I think this is cleaner, it doesn't require detection and only uses one extra function instead of two. https://godbolt.org/z/3xzMnhYc7
I'm not convinced though. If there was a way to do it without requiring the extra function to reorder N
and T
when deducing N
I'd be into it. But there are a lot of functions in tensorOps
and wrapping all of them would be a pain. Plus you'd still have to explicitly specify the sizes anytime one of the first few arguments is an Array
class.
IE for matrix multiplication
template< int ISIZE=Size0< DST_MATRIX >, int JSIZE=Size1< DST_MATRIX >, int KSIZE=Size2< MATRIX_A >, ... >
void Rij_eq_AikBkj( DST_MATRIX && dstMatrix, MATRIX_A const & matrixA, MATRIX_B const & matrixB );
you only get anything if dstMatrix
is a c-array and so is matrixA
.
@corbett5 Odd...I couldn't get the overload to work when I tried it....but now it works fine. Must be my cognitive decline coming into play.

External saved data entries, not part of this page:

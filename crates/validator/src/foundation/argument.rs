//! Validation arguments
//!
//! An [`Argument`] is one unit of work handed to
//! [`Validator::validate`](crate::Validator::validate): a value with its
//! constraints, a nested validatable, or a flow combinator over other
//! arguments. Arguments produce violations; fatal errors abort the walk.

use super::error::Error;
use super::path::PropertyPathElement;
use super::scope::Scope;
use super::translation::Language;
use super::violations::ViolationList;

pub trait Argument: Send + Sync {
    /// Runs the argument in `scope` and returns the violations it found.
    ///
    /// # Errors
    ///
    /// Fatal errors only; violations are returned in the list.
    fn execute(&self, scope: &Scope) -> Result<ViolationList, Error>;
}

impl<A: Argument + ?Sized> Argument for &A {
    fn execute(&self, scope: &Scope) -> Result<ViolationList, Error> {
        (**self).execute(scope)
    }
}

impl<A: Argument + ?Sized> Argument for Box<A> {
    fn execute(&self, scope: &Scope) -> Result<ViolationList, Error> {
        (**self).execute(scope)
    }
}

/// Runs arguments in order, concatenating their violations.
///
/// # Errors
///
/// The first fatal error; later arguments are not run.
pub fn execute_all<A: Argument>(arguments: &[A], scope: &Scope) -> Result<ViolationList, Error> {
    let mut violations = ViolationList::new();
    for argument in arguments {
        violations.join(argument.execute(scope)?);
    }
    Ok(violations)
}

// ============================================================================
// OPTIONS
// ============================================================================

/// Path, language and gating shared by every argument.
#[derive(Debug, Clone, Default)]
pub struct ArgumentOptions {
    path: Vec<PropertyPathElement>,
    language: Option<Language>,
    ignored: bool,
    groups: Vec<String>,
}

impl ArgumentOptions {
    /// Derives the scope the argument runs in, or `None` if it is skipped.
    #[must_use]
    pub fn scope(&self, parent: &Scope) -> Option<Scope> {
        if self.ignored {
            return None;
        }
        if !self.groups.is_empty() && parent.is_ignored_for_groups(&self.groups) {
            return None;
        }

        let mut scope = if self.path.is_empty() {
            parent.clone()
        } else {
            parent.at(self.path.iter().cloned())
        };
        if let Some(language) = &self.language {
            scope = scope.with_language(language.clone());
        }
        Some(scope)
    }
}

/// Builder methods shared by every argument.
pub trait ArgumentExt: Argument + Sized {
    fn options_mut(&mut self) -> &mut ArgumentOptions;

    /// Appends a property name to the argument's path.
    #[must_use = "builder methods must be chained or built"]
    fn at_property(mut self, name: impl Into<String>) -> Self {
        self.options_mut()
            .path
            .push(PropertyPathElement::Property(name.into()));
        self
    }

    /// Appends an index to the argument's path.
    #[must_use = "builder methods must be chained or built"]
    fn at_index(mut self, index: usize) -> Self {
        self.options_mut().path.push(PropertyPathElement::Index(index));
        self
    }

    /// Appends several elements to the argument's path.
    #[must_use = "builder methods must be chained or built"]
    fn at<I>(mut self, elements: I) -> Self
    where
        I: IntoIterator,
        I::Item: Into<PropertyPathElement>,
    {
        self.options_mut()
            .path
            .extend(elements.into_iter().map(Into::into));
        self
    }

    /// Renders this argument's messages in `language`.
    #[must_use = "builder methods must be chained or built"]
    fn with_language(mut self, language: Language) -> Self {
        self.options_mut().language = Some(language);
        self
    }

    /// Runs the argument only when `condition` holds.
    #[must_use = "builder methods must be chained or built"]
    fn when(mut self, condition: bool) -> Self {
        self.options_mut().ignored = !condition;
        self
    }

    /// Runs the argument only when one of `groups` is active.
    #[must_use = "builder methods must be chained or built"]
    fn with_groups<I, S>(mut self, groups: I) -> Self
    where
        I: IntoIterator<Item = S>,
        S: Into<String>,
    {
        self.options_mut().groups = groups.into_iter().map(Into::into).collect();
        self
    }
}

macro_rules! argument_ext {
    ($($ty:ident $(<$($lt:lifetime),+>)?),+ $(,)?) => {
        $(
            impl$(<$($lt),+>)? $crate::foundation::ArgumentExt for $ty$(<$($lt),+>)? {
                fn options_mut(&mut self) -> &mut $crate::foundation::ArgumentOptions {
                    &mut self.options
                }
            }
        )+
    };
}

pub(crate) use argument_ext;

#[cfg(test)]
mod tests {
    use super::*;

    #[test]
    fn test_options_extend_path_and_language() {
        let mut options = ArgumentOptions::default();
        options.path.push("items".into());
        options.path.push(PropertyPathElement::Index(2));
        options.language = Some(Language::RUSSIAN);

        let order = Scope::default().at_property("order");
        let scope = options.scope(&order).unwrap();
        assert_eq!(scope.path().to_string(), "order.items[2]");
        assert_eq!(scope.language(), Language::RUSSIAN);
    }

    #[test]
    fn test_options_skip() {
        let ignored = ArgumentOptions {
            ignored: true,
            ..ArgumentOptions::default()
        };
        assert!(ignored.scope(&Scope::default()).is_none());

        let grouped = ArgumentOptions {
            groups: vec!["admin".into()],
            ..ArgumentOptions::default()
        };
        assert!(grouped.scope(&Scope::default()).is_none());
        let admin = Scope::default().with_groups(["admin"]);
        assert!(grouped.scope(&admin).is_some());
    }
}
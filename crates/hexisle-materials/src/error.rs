use std::path::PathBuf;

use thiserror::Error;

/// Texture or environment map that could not be resolved. Always fatal:
/// the island is not generated without its materials.
#[derive(Debug, Error)]
pub enum AssetError {
    #[error("asset directory {0} does not exist")]
    MissingDirectory(PathBuf),

    #[error("missing asset {0}")]
    MissingFile(PathBuf),

    #[error("cannot decode {path}: {source}")]
    Decode {
        path: PathBuf,
        #[source]
        source: image::ImageError,
    },

    #[error("{path} is empty ({width}x{height})")]
    EmptyImage {
        path: PathBuf,
        width: u32,
        height: u32,
    },
}
//! Parametric solids centred on the origin.
//!
//! Tessellation matches the usual scene-graph conventions: the seam of every
//! ring starts at +Z, cylinders run from `-h/2` to `+h/2` along Y, and caps
//! are fans with one centre vertex per segment so each wedge gets its own UV.

use std::f32::consts::{PI, TAU};

use glam::Vec3;

use crate::geometry::{Geometry, MeshVertex};

/// Truncated cone along Y.
///
/// Vertex count: `(radial + 1) * (height_segments + 1)` for the side, plus
/// `2 * radial + 1` for each cap whose radius is non-zero (none if `open_ended`).
pub fn cylinder(
    radius_top: f32,
    radius_bottom: f32,
    height: f32,
    radial_segments: u32,
    height_segments: u32,
    open_ended: bool,
) -> Geometry {
    let radial = radial_segments.max(3);
    let rows = height_segments.max(1);
    let half = height * 0.5;
    // A flat tile has no side slope to speak of.
    let slope = if height > 0.0 {
        (radius_bottom - radius_top) / height
    } else {
        0.0
    };

    let mut geo = Geometry::empty();

    for y in 0..=rows {
        let v = y as f32 / rows as f32;
        let radius = v * (radius_bottom - radius_top) + radius_top;
        for x in 0..=radial {
            let u = x as f32 / radial as f32;
            let (sin, cos) = (u * TAU).sin_cos();
            geo.vertices.push(MeshVertex::new(
                Vec3::new(radius * sin, half - v * height, radius * cos),
                Vec3::new(sin, slope, cos).normalize(),
                [u, 1.0 - v],
            ));
        }
    }

    let stride = radial + 1;
    for x in 0..radial {
        for y in 0..rows {
            let a = y * stride + x;
            let b = (y + 1) * stride + x;
            let c = (y + 1) * stride + x + 1;
            let d = y * stride + x + 1;
            geo.indices.extend_from_slice(&[a, b, d, b, c, d]);
        }
    }

    if !open_ended {
        if radius_top > 0.0 {
            push_cap(&mut geo, radius_top, half, radial, true);
        }
        if radius_bottom > 0.0 {
            push_cap(&mut geo, radius_bottom, half, radial, false);
        }
    }
    geo
}

fn push_cap(geo: &mut Geometry, radius: f32, half: f32, radial: u32, top: bool) {
    let sign = if top { 1.0 } else { -1.0 };
    let normal = Vec3::new(0.0, sign, 0.0);
    let y = half * sign;

    let centre_start = geo.vertices.len() as u32;
    for _ in 0..radial {
        geo.vertices
            .push(MeshVertex::new(Vec3::new(0.0, y, 0.0), normal, [0.5, 0.5]));
    }
    let ring_start = geo.vertices.len() as u32;
    for x in 0..=radial {
        let (sin, cos) = (x as f32 / radial as f32 * TAU).sin_cos();
        geo.vertices.push(MeshVertex::new(
            Vec3::new(radius * sin, y, radius * cos),
            normal,
            [cos * 0.5 + 0.5, sin * 0.5 * sign + 0.5],
        ));
    }

    for x in 0..radial {
        let c = centre_start + x;
        let i = ring_start + x;
        if top {
            geo.indices.extend_from_slice(&[i, i + 1, c]);
        } else {
            geo.indices.extend_from_slice(&[i + 1, i, c]);
        }
    }
}

/// Cone with its apex at `+h/2` and a closed base.
pub fn cone(radius: f32, height: f32, radial_segments: u32) -> Geometry {
    cylinder(0.0, radius, height, radial_segments, 1, false)
}

/// UV sphere with `(width + 1) * (height + 1)` vertices; the pole rows are
/// degenerate and emit one triangle per quad instead of two.
pub fn sphere(radius: f32, width_segments: u32, height_segments: u32) -> Geometry {
    let cols = width_segments.max(3);
    let rows = height_segments.max(2);
    let mut geo = Geometry::empty();

    for iy in 0..=rows {
        let v = iy as f32 / rows as f32;
        let u_offset = if iy == 0 {
            0.5 / cols as f32
        } else if iy == rows {
            -0.5 / cols as f32
        } else {
            0.0
        };
        let (sin_theta, cos_theta) = (v * PI).sin_cos();
        for ix in 0..=cols {
            let u = ix as f32 / cols as f32;
            let (sin_phi, cos_phi) = (u * TAU).sin_cos();
            let dir = Vec3::new(-cos_phi * sin_theta, cos_theta, sin_phi * sin_theta);
            geo.vertices.push(MeshVertex::new(
                dir * radius,
                dir.normalize_or(Vec3::Y),
                [u + u_offset, 1.0 - v],
            ));
        }
    }

    let stride = cols + 1;
    for iy in 0..rows {
        for ix in 0..cols {
            let a = iy * stride + ix + 1;
            let b = iy * stride + ix;
            let c = (iy + 1) * stride + ix;
            let d = (iy + 1) * stride + ix + 1;
            if iy != 0 {
                geo.indices.extend_from_slice(&[a, b, d]);
            }
            if iy != rows - 1 {
                geo.indices.extend_from_slice(&[b, c, d]);
            }
        }
    }
    geo
}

I am looking at this from a usage perspective. It is nice to not have to specify the sizes if they can be deduced. In the case of an ArraySlice/ArrayView/C-array/R1Tensor, they can be deduced. The cost is that we have to:
- provide inspection capabilities for the types we want to deduce
- have to maintain a function for the non-deduced types to call the "impl/deduced" function.
- It is more complicated to do this for multidimensional objects. However it is straight forward as long as the
Size0, Size1, ...
inspection capabilities exist. - Mixing types that are deduced and non-deduced probably won't work.
Is this a fair set of statements?
ArraySlice/ArrayView cannot be deduced at compile time.
Duh. I guess we would have to wait until we have compile-time dims added.
Did you ever put together a proposal for compile time dims, or are we waiting for RAJA to do it first?
No, I could do it but it would take a fair bit of time. You could do it in steps though, the first of which would be to get rid of the strides.
If you keep the strides you get the advantage of deducing and not-having to resize and it would be much quicker. But the indexing math would be unchanged.
I still think it is worth doing and just adding to the deducable types when they become available. I just really dislike having to specify the dims for something that is fixed dim at compile time and can be deduced.